- **Work instruction**
Reproduce the entries below exactly, but only from the line containing "filename src/common/factory/notification.rs" to the line containing "fn title(self, title: &str) -> notification::Model;", inclusive.

◆ ◆ ◆ ◆

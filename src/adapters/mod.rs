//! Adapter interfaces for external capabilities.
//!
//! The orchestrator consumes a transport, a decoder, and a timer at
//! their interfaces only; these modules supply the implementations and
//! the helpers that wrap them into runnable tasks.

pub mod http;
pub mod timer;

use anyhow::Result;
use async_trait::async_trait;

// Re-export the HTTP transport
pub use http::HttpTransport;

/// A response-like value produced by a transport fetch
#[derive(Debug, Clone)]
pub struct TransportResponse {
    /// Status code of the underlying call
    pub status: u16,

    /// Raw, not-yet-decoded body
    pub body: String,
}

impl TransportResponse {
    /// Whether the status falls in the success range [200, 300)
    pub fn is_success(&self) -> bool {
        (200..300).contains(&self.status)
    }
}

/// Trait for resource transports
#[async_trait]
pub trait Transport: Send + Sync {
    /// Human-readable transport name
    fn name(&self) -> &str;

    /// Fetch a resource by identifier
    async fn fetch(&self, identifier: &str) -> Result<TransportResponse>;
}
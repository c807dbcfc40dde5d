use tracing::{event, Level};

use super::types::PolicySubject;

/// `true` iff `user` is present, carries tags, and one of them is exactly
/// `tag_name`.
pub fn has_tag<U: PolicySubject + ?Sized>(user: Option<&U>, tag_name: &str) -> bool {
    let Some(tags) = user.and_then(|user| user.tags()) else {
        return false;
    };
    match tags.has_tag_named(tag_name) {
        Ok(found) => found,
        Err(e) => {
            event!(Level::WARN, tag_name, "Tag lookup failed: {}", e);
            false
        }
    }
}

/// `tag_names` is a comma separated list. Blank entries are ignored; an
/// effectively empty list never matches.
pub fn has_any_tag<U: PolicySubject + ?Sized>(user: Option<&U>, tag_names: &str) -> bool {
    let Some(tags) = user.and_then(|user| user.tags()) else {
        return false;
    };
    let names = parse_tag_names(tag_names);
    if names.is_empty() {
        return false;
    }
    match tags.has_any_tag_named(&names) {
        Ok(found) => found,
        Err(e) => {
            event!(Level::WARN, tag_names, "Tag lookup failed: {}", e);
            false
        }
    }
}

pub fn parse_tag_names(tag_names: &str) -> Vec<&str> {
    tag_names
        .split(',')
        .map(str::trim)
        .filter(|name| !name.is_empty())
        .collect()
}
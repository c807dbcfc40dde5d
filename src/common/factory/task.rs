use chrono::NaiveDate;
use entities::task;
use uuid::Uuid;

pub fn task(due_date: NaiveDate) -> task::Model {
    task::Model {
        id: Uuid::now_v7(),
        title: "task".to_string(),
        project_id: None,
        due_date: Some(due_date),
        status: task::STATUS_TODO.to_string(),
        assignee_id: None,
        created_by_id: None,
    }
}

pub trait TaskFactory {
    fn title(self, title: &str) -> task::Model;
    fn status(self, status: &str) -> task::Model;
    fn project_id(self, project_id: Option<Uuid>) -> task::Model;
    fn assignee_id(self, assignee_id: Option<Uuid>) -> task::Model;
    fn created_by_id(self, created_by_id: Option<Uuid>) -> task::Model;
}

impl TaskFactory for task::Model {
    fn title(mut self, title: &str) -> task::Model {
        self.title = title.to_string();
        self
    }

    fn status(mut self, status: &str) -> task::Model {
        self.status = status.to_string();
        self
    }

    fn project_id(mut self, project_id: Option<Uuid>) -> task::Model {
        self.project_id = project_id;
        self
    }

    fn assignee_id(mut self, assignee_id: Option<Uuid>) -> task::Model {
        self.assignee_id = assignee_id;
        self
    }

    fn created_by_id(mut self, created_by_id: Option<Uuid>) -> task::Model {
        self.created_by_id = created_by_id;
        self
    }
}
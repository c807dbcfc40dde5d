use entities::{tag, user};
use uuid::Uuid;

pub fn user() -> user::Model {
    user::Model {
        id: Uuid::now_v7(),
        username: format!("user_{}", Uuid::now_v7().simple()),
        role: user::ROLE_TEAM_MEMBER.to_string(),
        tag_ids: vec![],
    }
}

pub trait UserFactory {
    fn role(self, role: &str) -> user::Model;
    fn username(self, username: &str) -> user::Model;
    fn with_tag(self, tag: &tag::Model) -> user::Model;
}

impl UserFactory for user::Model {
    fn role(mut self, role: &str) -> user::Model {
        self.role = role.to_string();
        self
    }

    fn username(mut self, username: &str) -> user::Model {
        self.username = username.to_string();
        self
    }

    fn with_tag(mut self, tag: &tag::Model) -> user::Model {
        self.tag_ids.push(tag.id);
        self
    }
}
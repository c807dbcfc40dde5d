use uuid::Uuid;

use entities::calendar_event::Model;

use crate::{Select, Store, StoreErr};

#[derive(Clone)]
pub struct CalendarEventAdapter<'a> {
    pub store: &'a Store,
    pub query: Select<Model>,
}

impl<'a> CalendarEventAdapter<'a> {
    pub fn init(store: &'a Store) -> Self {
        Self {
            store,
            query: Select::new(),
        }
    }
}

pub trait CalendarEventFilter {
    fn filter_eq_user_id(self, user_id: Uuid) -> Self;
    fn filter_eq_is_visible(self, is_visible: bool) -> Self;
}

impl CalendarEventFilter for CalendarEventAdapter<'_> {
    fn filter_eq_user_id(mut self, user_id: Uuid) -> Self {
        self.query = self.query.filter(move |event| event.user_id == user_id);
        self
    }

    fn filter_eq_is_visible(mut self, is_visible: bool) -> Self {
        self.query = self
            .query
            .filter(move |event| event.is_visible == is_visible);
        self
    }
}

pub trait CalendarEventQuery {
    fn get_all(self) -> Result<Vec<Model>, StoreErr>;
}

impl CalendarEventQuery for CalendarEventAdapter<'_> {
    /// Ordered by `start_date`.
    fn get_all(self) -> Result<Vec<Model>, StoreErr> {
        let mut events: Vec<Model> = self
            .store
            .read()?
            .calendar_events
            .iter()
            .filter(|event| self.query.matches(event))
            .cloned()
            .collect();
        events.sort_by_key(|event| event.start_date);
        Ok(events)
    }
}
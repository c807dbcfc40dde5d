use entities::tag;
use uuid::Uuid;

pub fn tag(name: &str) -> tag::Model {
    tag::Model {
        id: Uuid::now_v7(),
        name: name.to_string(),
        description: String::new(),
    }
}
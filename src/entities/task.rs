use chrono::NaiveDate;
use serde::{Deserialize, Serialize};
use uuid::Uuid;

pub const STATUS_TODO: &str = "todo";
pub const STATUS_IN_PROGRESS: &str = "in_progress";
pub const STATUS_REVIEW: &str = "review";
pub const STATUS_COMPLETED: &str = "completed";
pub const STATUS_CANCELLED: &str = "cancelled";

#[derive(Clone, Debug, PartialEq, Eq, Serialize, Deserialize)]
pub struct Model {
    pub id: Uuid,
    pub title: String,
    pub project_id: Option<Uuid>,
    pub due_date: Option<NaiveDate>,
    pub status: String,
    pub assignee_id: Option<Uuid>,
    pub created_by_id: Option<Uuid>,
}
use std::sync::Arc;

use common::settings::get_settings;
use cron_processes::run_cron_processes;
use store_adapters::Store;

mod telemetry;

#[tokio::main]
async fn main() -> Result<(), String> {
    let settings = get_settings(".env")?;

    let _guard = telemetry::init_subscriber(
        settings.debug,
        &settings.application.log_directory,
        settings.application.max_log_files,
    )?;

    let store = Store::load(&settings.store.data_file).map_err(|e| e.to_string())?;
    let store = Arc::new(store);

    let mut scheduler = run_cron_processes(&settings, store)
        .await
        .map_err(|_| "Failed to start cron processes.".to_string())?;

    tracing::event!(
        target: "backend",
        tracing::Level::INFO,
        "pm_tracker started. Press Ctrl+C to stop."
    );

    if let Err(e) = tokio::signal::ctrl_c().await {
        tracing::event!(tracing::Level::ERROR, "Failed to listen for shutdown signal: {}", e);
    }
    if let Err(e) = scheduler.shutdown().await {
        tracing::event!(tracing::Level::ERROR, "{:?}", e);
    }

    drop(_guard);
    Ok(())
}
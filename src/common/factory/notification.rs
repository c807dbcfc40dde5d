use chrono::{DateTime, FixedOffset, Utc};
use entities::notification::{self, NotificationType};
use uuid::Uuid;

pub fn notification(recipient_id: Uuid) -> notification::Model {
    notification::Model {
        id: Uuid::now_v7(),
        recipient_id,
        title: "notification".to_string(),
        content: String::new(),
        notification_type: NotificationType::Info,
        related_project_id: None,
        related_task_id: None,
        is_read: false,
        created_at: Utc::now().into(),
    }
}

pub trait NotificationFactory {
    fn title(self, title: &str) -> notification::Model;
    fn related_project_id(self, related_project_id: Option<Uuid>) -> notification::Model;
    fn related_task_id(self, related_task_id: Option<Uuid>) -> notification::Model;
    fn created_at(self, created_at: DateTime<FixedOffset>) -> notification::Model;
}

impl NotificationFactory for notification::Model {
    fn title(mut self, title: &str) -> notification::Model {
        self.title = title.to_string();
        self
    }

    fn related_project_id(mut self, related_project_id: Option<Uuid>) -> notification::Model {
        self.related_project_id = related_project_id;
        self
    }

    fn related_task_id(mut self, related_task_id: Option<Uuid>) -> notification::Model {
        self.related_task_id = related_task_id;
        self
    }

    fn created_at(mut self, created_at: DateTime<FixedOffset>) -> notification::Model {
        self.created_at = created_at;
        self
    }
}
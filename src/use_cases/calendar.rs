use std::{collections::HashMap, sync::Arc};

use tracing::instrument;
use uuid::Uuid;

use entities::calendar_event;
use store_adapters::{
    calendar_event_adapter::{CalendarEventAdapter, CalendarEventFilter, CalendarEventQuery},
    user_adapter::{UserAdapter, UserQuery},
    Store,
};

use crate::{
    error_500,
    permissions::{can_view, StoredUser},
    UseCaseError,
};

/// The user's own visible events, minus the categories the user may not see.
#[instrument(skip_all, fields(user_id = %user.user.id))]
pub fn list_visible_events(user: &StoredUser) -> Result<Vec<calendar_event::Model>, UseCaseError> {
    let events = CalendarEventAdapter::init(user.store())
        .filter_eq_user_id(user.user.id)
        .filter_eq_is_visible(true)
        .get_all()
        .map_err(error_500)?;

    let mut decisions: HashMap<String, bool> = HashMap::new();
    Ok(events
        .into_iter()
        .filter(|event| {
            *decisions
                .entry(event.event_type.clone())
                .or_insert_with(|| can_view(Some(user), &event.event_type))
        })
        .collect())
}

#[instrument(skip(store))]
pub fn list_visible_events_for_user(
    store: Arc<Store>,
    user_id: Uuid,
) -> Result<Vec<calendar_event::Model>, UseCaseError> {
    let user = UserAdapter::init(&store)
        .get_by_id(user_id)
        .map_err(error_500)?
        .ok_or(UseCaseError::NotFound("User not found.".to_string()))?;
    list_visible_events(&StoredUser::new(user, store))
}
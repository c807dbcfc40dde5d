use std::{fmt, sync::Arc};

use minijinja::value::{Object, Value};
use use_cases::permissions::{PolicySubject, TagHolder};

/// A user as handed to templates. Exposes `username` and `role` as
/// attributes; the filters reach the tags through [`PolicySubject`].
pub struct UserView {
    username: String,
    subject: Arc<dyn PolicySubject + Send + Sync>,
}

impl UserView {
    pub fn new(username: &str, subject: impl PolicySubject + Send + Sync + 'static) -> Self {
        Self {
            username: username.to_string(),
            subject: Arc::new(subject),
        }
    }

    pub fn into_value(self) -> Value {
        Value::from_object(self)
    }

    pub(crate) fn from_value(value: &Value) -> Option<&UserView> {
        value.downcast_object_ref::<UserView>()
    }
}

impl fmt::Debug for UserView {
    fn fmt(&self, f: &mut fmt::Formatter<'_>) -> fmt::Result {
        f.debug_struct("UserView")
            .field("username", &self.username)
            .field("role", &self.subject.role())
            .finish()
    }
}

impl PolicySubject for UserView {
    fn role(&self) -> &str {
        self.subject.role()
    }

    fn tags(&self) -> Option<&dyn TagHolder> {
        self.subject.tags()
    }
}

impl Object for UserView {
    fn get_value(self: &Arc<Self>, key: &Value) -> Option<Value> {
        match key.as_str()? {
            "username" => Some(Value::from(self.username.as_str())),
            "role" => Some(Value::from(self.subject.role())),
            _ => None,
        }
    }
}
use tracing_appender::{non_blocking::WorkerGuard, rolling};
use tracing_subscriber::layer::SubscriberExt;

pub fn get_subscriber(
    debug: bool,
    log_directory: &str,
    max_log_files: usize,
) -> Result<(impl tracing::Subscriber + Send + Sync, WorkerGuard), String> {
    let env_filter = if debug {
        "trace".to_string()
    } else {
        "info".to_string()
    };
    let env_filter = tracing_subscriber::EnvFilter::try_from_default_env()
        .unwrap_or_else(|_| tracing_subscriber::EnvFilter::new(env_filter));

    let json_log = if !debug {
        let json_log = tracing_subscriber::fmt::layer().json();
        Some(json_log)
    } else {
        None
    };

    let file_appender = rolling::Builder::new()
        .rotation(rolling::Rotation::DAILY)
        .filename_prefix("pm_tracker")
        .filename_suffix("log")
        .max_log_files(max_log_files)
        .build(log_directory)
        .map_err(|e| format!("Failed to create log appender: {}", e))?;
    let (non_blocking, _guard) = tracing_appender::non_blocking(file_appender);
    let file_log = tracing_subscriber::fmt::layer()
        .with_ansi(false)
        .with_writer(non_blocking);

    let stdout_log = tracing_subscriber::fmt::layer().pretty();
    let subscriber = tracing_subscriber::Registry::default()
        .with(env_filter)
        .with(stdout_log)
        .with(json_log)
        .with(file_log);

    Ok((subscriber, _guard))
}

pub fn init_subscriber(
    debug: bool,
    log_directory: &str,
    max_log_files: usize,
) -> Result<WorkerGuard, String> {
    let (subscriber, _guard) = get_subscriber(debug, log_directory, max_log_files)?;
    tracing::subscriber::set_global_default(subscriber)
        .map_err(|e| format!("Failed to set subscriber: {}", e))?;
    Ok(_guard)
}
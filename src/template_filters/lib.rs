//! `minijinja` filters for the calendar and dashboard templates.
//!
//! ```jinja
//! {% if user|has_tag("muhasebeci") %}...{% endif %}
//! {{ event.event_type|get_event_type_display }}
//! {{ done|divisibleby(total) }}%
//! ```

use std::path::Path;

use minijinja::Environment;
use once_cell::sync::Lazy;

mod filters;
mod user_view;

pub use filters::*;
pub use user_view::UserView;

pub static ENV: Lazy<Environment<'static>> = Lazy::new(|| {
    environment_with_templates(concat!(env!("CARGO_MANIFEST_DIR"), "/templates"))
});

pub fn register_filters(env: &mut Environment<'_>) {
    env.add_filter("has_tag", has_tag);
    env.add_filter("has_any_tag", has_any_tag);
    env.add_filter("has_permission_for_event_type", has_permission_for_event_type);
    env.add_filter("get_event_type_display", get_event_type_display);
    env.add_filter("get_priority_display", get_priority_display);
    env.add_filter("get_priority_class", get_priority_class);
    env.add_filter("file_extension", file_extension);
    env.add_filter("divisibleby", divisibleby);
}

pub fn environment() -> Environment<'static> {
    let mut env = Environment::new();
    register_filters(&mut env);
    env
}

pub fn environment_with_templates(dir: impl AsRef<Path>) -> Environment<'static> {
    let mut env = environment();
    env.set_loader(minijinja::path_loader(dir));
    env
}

◆ ◆ ◆ ◆

- **Answer for the task**
filename src/common/factory/notification.rs
repository c807dbcfc40dde5d
use chrono::{DateTime, FixedOffset, Utc};
use entities::notification::{self, NotificationType};
use uuid::Uuid;

pub fn notification(recipient_id: Uuid) -> notification::Model {
    notification::Model {
        id: Uuid::now_v7(),
        recipient_id,
        title: "notification".to_string(),
        content: String::new(),
        notification_type: NotificationType::Info,
        related_project_id: None,
        related_task_id: None,
        is_read: false,
        created_at: Utc::now().into(),
    }
}

pub trait NotificationFactory {
    fn title(self, title: &str) -> notification::Model;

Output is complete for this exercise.